_TASK DETAILS:_ Precise copying is required. Return the data below in full.
[SUPPLIED MATERIAL]
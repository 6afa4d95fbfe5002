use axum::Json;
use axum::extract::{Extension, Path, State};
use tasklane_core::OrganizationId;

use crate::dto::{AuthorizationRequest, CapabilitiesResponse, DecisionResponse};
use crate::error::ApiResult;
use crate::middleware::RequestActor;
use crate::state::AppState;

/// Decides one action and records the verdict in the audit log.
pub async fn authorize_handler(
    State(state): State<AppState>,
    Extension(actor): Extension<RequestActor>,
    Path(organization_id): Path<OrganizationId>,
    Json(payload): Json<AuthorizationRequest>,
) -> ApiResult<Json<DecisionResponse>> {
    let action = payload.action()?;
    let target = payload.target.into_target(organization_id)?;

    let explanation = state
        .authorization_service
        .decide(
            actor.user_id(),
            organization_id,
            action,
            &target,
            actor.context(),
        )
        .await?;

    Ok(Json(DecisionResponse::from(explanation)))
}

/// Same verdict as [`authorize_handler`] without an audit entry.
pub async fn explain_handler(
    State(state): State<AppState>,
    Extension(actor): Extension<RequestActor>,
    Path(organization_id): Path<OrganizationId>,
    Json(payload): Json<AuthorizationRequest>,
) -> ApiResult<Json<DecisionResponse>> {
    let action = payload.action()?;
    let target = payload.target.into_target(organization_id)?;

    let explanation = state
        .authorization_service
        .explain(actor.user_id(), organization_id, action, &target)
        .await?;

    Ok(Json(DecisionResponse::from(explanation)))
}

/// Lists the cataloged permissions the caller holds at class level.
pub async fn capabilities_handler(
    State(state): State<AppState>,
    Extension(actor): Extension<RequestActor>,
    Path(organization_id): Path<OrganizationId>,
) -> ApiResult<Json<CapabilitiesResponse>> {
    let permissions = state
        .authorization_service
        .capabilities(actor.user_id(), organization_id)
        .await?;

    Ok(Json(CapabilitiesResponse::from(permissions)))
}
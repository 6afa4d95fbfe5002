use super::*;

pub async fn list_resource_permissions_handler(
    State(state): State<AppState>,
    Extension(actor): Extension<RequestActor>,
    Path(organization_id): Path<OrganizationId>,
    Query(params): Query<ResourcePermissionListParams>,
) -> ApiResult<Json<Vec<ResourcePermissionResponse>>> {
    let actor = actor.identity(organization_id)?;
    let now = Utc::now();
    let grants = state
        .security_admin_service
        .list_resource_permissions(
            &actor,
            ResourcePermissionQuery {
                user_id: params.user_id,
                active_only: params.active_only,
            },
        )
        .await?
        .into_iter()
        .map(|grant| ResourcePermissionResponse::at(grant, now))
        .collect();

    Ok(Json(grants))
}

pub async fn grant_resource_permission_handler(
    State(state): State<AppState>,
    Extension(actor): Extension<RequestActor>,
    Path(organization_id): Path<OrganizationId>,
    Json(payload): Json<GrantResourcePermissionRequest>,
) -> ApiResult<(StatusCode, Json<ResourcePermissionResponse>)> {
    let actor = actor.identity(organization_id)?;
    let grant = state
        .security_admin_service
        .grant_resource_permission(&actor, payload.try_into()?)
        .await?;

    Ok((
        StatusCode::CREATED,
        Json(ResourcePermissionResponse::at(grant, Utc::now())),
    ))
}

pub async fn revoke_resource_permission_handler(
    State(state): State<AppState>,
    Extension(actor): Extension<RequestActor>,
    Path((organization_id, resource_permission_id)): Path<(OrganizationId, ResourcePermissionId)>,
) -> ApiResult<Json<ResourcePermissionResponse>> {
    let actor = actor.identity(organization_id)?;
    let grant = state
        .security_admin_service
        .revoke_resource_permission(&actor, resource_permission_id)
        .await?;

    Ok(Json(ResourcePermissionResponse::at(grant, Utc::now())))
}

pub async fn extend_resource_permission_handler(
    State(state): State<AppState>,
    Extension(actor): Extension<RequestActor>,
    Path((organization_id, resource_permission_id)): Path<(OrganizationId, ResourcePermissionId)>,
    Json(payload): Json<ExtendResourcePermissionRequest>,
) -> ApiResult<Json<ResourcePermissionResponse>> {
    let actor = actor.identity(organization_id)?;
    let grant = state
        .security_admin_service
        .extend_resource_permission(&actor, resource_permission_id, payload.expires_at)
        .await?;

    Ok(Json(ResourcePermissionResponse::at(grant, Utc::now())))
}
[/SUPPLIED MATERIAL]
_YOUR SOLUTION:_
repository 6afa4d95fbfe5002
use axum::Json;
use axum::extract::{Extension, Path, State};
use tasklane_core::OrganizationId;

use crate::dto::{AuthorizationRequest, CapabilitiesResponse, DecisionResponse};
use crate::error::ApiResult;
use crate::middleware::RequestActor;
use crate::state::AppState;

/// Decides one action and records the verdict in the audit log.
pub async fn authorize_handler(
    State(state): State<AppState>,
    Extension(actor): Extension<RequestActor>,
    Path(organization_id): Path<OrganizationId>,
    Json(payload): Json<AuthorizationRequest>,
) -> ApiResult<Json<DecisionResponse>> {
    let action = payload.action()?;
    let target = payload.target.into_target(organization_id)?;

    let explanation = state
        .authorization_service
        .decide(
            actor.user_id(),
            organization_id,
            action,
            &target,
            actor.context(),
        )
        .await?;

    Ok(Json(DecisionResponse::from(explanation)))
}

/// Same verdict as [`authorize_handler`] without an audit entry.
pub async fn explain_handler(
    State(state): State<AppState>,
    Extension(actor): Extension<RequestActor>,
    Path(organization_id): Path<OrganizationId>,
    Json(payload): Json<AuthorizationRequest>,
) -> ApiResult<Json<DecisionResponse>> {
    let action = payload.action()?;
    let target = payload.target.into_target(organization_id)?;

    let explanation = state
        .authorization_service
        .explain(actor.user_id(), organization_id, action, &target)
        .await?;

    Ok(Json(DecisionResponse::from(explanation)))
}

/// Lists the cataloged permissions the caller holds at class level.
pub async fn capabilities_handler(
    State(state): State<AppState>,
    Extension(actor): Extension<RequestActor>,
    Path(organization_id): Path<OrganizationId>,
) -> ApiResult<Json<CapabilitiesResponse>> {
    let permissions = state
        .authorization_service
        .capabilities(actor.user_id(), organization_id)
        .await?;

    Ok(Json(CapabilitiesResponse::from(permissions)))
}
repository 6afa4d95fbfe5002
use super::*;

pub async fn list_resource_permissions_handler(
    State(state): State<AppState>,
    Extension(actor): Extension<RequestActor>,
    Path(organization_id): Path<OrganizationId>,
    Query(params): Query<ResourcePermissionListParams>,
) -> ApiResult<Json<Vec<ResourcePermissionResponse>>> {
    let actor = actor.identity(organization_id)?;
    let now = Utc::now();
    let grants = state
        .security_admin_service
        .list_resource_permissions(
            &actor,
            ResourcePermissionQuery {
                user_id: params.user_id,
                active_only: params.active_only,
            },
        )
        .await?
        .into_iter()
        .map(|grant| ResourcePermissionResponse::at(grant, now))
        .collect();

    Ok(Json(grants))
}

pub async fn grant_resource_permission_handler(
    State(state): State<AppState>,
    Extension(actor): Extension<RequestActor>,
    Path(organization_id): Path<OrganizationId>,
    Json(payload): Json<GrantResourcePermissionRequest>,
) -> ApiResult<(StatusCode, Json<ResourcePermissionResponse>)> {
    let actor = actor.identity(organization_id)?;
    let grant = state
        .security_admin_service
        .grant_resource_permission(&actor, payload.try_into()?)
        .await?;

    Ok((
        StatusCode::CREATED,
        Json(ResourcePermissionResponse::at(grant, Utc::now())),
    ))
}

pub async fn revoke_resource_permission_handler(
    State(state): State<AppState>,
    Extension(actor): Extension<RequestActor>,
    Path((organization_id, resource_permission_id)): Path<(OrganizationId, ResourcePermissionId)>,
) -> ApiResult<Json<ResourcePermissionResponse>> {
    let actor = actor.identity(organization_id)?;
    let grant = state
        .security_admin_service
        .revoke_resource_permission(&actor, resource_permission_id)
        .await?;

    Ok(Json(ResourcePermissionResponse::at(grant, Utc::now())))
}

pub async fn extend_resource_permission_handler(
    State(state): State<AppState>,
    Extension(actor): Extension<RequestActor>,
    Path((organization_id, resource_permission_id)): Path<(OrganizationId, ResourcePermissionId)>,
    Json(payload): Json<ExtendResourcePermissionRequest>,
) -> ApiResult<Json<ResourcePermissionResponse>> {
    let actor = actor.identity(organization_id)?;
    let grant = state
        .security_admin_service
        .extend_resource_permission(&actor, resource_permission_id, payload.expires_at)
        .await?;

    Ok(Json(ResourcePermissionResponse::at(grant, Utc::now())))
}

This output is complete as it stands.